Hope, robots and Billy Crudup power series ‘Hello Tomorrow!’
Blink and you might miss it, but a man wearing a business suit and a jetpack casually blasts off in the first episode of the new series “Hello Tomorrow!”
He waves to his wife outside his suburban home and soars into the sky. Below him is a fascinating mix of ‘50s-era cars with tail fins that hover over the ground and robots that do everything from walk the dog to deliver mail.
If seems like the utopia we always dreamed about until we see a driverless truck accidentally smash into a homeowner. Not all is perfect in this futuristic world — and the creators want it that way, studded with misery and human quirks.
“Utopias terrify us,” said Lucas Jansen, who co-created the show with Amit Bhalla. “The ‘bots can do a lot for you, but they can’t relieve you of your human burden.
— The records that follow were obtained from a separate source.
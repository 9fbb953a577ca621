//! Dialect-independent part of code emission.

use tracing::trace;
use typeweave_core::{DefinitionMap, Error, Node, Result};

use super::config::{CodeConfig, Dialect};

/// Renders nodes as validation-library source text.
pub struct CodeEmitter<'d> {
    pub(super) definitions: &'d DefinitionMap,
    pub(super) config: CodeConfig,
}

impl<'d> CodeEmitter<'d> {
    pub fn new(definitions: &'d DefinitionMap, config: CodeConfig) -> Self {
        Self {
            definitions,
            config,
        }
    }

    /// Render one node as an expression.
    pub fn emit(&self, node: &Node) -> Result<String> {
        match node {
            Node::DefinitionReference { identifier, .. } => {
                if !self.definitions.contains(identifier) {
                    return Err(Error::UnresolvedReference(identifier.clone()));
                }
                Ok(identifier.clone())
            }
            Node::Union { members } if members.single().is_some() => {
                self.emit(members.first())
            }
            _ => self.dialect(node),
        }
    }

    fn dialect(&self, node: &Node) -> Result<String> {
        match self.config.dialect {
            Dialect::Zod => self.zod(node),
            Dialect::TypeBox => self.typebox(node),
        }
    }

    /// Render every expression in order, comma-separated.
    pub(super) fn emit_list(&self, nodes: &[Node]) -> Result<String> {
        let mut parts = Vec::with_capacity(nodes.len());
        for node in nodes {
            parts.push(self.emit(node)?);
        }
        Ok(parts.join(", "))
    }

    /// One `const <id> = <expr>` per definition, in registration order.
    pub fn emit_definitions(&self) -> Result<Vec<String>> {
        self.declarations(self.definitions.identifiers())
    }

    fn declarations<'a>(&self, identifiers: impl Iterator<Item = &'a str>) -> Result<Vec<String>> {
        let mut out = Vec::with_capacity(self.definitions.len());
        for identifier in identifiers {
            let node = self
                .definitions
                .get_node(identifier)
                .ok_or_else(|| Error::UnresolvedReference(identifier.to_string()))?;
            trace!(identifier, dialect = self.config.dialect.name(), "emitting definition");
            let expr = self.emit(node)?;
            out.push(self.declaration(identifier, &expr));
        }
        Ok(out)
    }

    /// Definitions followed by `const <root_name> = <root>`, one per line.
    ///
    /// Definitions are written dependencies first, so every `const` a
    /// non-recursive definition uses is declared above it. Definitions on a
    /// reference cycle still refer to each other before declaration.
    pub fn emit_module(&self, root: &Node, root_name: &str) -> Result<String> {
        let mut lines = self.declarations(self.definitions.dependency_order().into_iter())?;
        let expr = self.emit(root)?;
        lines.push(self.declaration(root_name, &expr));

        let mut out = lines.join("\n");
        out.push('\n');
        Ok(out)
    }

    fn declaration(&self, name: &str, expr: &str) -> String {
        let export = if self.config.export { "export " } else { "" };
        format!("{export}const {name} = {expr}")
    }
}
And we’re ever so grateful and would hope that that continues to be the case as our society progresses.”
The Apple TV+ series taps into the alternate-reality, retro-cool of the ‘50s that’s so popular right now — see the film “Don’t Worry Darling” and the streaming series “For All Mankind” — as it explores the American dream.
At its heart is Jack, a traveling salesman played by Billy Crudup who sells condos on the moon — sorry, “lunar residencies” — to those disappointed with life on Earth. “We’re not just selling. We’re changing lives,” he tells his selling team.
It’s a scam, of course, one that only he knows is happening and it requires him and his hoodwinked team to occasionally hit the road before suckers wise up and want their money back.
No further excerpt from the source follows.